Community gardens have known benefits on individuals and populations.137,138 Beyond the health reasons, people’s primary motivation for getting into gardening is to have a pleasant, outdoor activity they can commit to, one that can occasionally provide food and that helps them evade stress. Having a concrete and tangible goal to focus on – producing food, for instance – as well as the aesthetic experience that gardens provide both contribute to creating meaning, satisfaction, a feeling of pride, and values for gardeners, and thus encourage feelings of well-being.124,137 Community gardens also contribute to strengthening social bonds and community involvement, by providing spaces to interact with close-ones and other gardeners in. 124,125,136,137 These social and emotional benefits, coupled with the benefits that come with physical activity and eating fresh, unprocessed food, are good for both physical and mental health. 137,138
Recent studies establish a link between immune system malfunction and less contact with biodiversity, due to lifestyles and a global reduction in biodiversity.113,115,130-133 Urban gardens can contribute to enriching urban biodiversity, providing an opportunity for people to come into contact with said biodiversity, and thus allowing the human microbiome to be enriched by it.
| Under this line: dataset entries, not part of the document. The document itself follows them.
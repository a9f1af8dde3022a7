//! Routes notifications to the channel configured for their service id.
//!
//! Services without a configured channel go to the log, so a directive
//! naming an unknown service is never lost silently.

use std::collections::HashMap;
use std::sync::Arc;

use crate::config::{ChannelKind, NotifyConfig};
use crate::log::LogNotifier;
use crate::templating::{MessageContext, TemplateRenderer};
use crate::traits::{DispatchResult, Notification, Notifier, NotifyError};
use crate::webhook::WebhookNotifier;

pub struct Dispatcher {
    title: String,
    /// Service id → channel.
    channels: HashMap<String, Box<dyn Notifier>>,
    fallback: Box<dyn Notifier>,
    renderer: Arc<TemplateRenderer>,
}

impl Dispatcher {
    /// A dispatcher that logs every notification.
    pub fn empty() -> Self {
        Self::new(NotifyConfig::default().title)
    }

    pub fn new(title: impl Into<String>) -> Self {
        Self {
            title: title.into(),
            channels: HashMap::new(),
            fallback: Box::new(LogNotifier),
            renderer: Arc::new(TemplateRenderer::new()),
        }
    }

    /// Build every configured channel. A channel that cannot be built is
    /// a configuration error for the whole dispatcher.
    pub fn from_config(config: &NotifyConfig) -> Result<Self, NotifyError> {
        let mut dispatcher = Self::new(config.title.clone());
        for (service, channel) in &config.channels {
            let notifier: Box<dyn Notifier> = match channel.kind {
                ChannelKind::Log => Box::new(LogNotifier),
                ChannelKind::Webhook => Box::new(WebhookNotifier::from_config(
                    service,
                    channel,
                    Arc::clone(&dispatcher.renderer),
                )?),
            };
            dispatcher.set_channel(service.clone(), notifier);
        }
        Ok(dispatcher)
    }

    pub fn set_channel(&mut self, service: impl Into<String>, channel: Box<dyn Notifier>) {
        self.channels.insert(service.into(), channel);
    }

    pub fn has_channel(&self, service: &str) -> bool {
        self.channels.contains_key(service)
    }

    pub fn title(&self) -> &str {
        &self.title
    }

    /// Render `template` and deliver it to `service`'s channel.
    ///
    /// Errors only when the template does not render; a failed delivery is
    /// logged and reported in the result.
    pub async fn dispatch(
        &self,
        service: &str,
        template: &str,
        ctx: &MessageContext,
    ) -> Result<DispatchResult, NotifyError> {
        let notification = Notification {
            service: service.to_string(),
            title: self.title.clone(),
            message: self.renderer.render(template, ctx)?,
        };

        let channel = self.channels.get(service).unwrap_or(&self.fallback);
        if !self.has_channel(service) {
            tracing::debug!(service, "No channel configured, logging notification");
        }

        let start = std::time::Instant::now();
        let result = channel.send(&notification).await;
        let duration_ms = start.elapsed().as_millis() as u64;

        let (success, error) = match result {
            Ok(()) => {
                tracing::info!(
                    service,
                    channel = channel.channel_name(),
                    name = %ctx.name,
                    duration_ms,
                    "Notification delivered"
                );
                (true, None)
            }
            Err(e) => {
                tracing::warn!(
                    service,
                    channel = channel.channel_name(),
                    error = %e,
                    duration_ms,
                    "Notification delivery failed"
                );
                (false, Some(e.to_string()))
            }
        };

        Ok(DispatchResult {
            service: service.to_string(),
            channel: channel.channel_name().to_string(),
            success,
            error,
            duration_ms,
        })
    }
}

impl Default for Dispatcher {
    fn default() -> Self {
        Self::empty()
    }
}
This applies particularly to high-revenue countries where the impoverishment of the environmental and human microbiome is especially significant.
Numerous mental health interventions have shown that encouraging patient contact with nature had a beneficial effect on their health.139-141 One review Cochrane, showcases the overall benefit to health and well-being of conservation or environmental preservation activities out in the middle of nature (e.g.: vol-untarily picking up waste, planting trees, pathway maintenance).142 Qualitative studies have identified many mechanisms that contribute to improving the health and well-being of participants: an excuse to engage in a physical activity, better connection to the local environment and nature, taking some distance from stress factors, reconciling oneself with one’s spiritual values, better social relations, the feeling of belonging to a community, greater self-confidence, and better self-esteem by performing meaningful actions. More generally, many studies show the benefits to health and well-being of contact with nature, even though the data is essentially qualitative in nature and that the quantitative evidence surrounding these mechanisms often remains insufficient.
In an article entitled “The Evidence of Nature and the Nature of Evidence,” Frumkin highlights the huge opportunities in terms of preventing illness and promoting health that the many different experiences of contact with nature have to offer (figure 8). While calling on others to persevere with their research, he nonetheless questions the limitations of biomedical evidence in this area.120,122 We offer a synthesis of the overall co-benefits approach to contact with nature in figure 9.
• 25 % of plant and animal species are threatened with extinction.
• The global extinction rate is tens, if not hundreds of times higher than the average over the past 10 million years.
• Global mammal, fish, amphibian, and reptile populations have decreased by 68% since 1970.
• There are complex links between the decrease in biodiversity and the thinning out of the human microbiome (intestinal and skin flora, etc.)
• The level of exposure to biodiversity is in inverse correlation to the risk of developing allergies.
• Contact with nature has a measurable positive impact on the physical and mental health of humans.